Stored data entries:
Segment Open

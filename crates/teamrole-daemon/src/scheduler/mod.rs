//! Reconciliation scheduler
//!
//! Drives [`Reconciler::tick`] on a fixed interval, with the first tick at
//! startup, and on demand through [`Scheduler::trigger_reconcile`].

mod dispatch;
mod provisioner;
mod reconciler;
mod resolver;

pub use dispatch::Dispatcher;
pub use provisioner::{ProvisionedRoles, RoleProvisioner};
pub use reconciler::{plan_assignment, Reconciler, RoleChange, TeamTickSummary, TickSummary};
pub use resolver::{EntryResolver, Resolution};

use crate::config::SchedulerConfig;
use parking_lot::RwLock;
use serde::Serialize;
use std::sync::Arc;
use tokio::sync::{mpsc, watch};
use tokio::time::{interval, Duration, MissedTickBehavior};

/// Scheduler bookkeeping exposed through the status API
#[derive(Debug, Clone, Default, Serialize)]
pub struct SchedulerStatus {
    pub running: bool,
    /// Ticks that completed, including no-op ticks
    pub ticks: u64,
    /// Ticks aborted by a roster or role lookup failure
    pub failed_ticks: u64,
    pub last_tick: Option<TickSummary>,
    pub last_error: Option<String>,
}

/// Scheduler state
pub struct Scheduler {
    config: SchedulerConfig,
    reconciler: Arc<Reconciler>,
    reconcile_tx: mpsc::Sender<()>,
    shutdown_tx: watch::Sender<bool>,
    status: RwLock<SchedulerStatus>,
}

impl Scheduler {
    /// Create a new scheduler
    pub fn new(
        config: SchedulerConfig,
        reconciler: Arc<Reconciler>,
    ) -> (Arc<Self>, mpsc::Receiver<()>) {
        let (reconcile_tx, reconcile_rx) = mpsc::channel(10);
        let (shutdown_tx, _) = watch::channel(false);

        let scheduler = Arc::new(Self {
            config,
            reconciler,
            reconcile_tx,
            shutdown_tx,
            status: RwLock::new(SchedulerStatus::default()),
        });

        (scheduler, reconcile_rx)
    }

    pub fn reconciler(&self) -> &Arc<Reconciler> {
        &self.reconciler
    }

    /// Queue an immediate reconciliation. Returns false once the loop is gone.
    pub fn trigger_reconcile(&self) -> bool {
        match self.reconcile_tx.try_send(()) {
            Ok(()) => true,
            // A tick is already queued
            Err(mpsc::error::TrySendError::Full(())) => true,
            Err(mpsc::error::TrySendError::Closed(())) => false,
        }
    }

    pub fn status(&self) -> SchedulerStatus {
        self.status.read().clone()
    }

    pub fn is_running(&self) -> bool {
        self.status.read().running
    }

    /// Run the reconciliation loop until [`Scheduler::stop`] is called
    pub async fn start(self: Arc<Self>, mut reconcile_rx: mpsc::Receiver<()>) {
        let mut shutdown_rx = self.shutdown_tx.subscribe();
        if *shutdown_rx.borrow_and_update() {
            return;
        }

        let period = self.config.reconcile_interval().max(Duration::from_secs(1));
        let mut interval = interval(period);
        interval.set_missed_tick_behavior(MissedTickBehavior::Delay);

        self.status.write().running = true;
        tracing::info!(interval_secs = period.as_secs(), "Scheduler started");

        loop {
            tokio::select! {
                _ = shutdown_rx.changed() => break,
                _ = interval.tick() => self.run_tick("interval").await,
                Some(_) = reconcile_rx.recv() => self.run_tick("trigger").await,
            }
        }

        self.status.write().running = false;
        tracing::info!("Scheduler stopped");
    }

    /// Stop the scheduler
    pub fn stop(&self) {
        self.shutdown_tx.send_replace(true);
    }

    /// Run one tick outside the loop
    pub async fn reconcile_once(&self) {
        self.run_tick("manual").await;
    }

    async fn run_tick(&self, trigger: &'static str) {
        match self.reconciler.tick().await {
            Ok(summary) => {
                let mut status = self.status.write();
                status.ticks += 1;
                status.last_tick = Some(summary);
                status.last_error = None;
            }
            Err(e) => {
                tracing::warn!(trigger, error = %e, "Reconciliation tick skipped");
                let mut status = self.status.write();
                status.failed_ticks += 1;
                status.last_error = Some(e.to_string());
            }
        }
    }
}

Segment Closed

→ REQUIRED ACTION
What lines above hold the word "resolver"? List them all.

→ RESULT
mod resolver;
pub use resolver::{EntryResolver, Resolution};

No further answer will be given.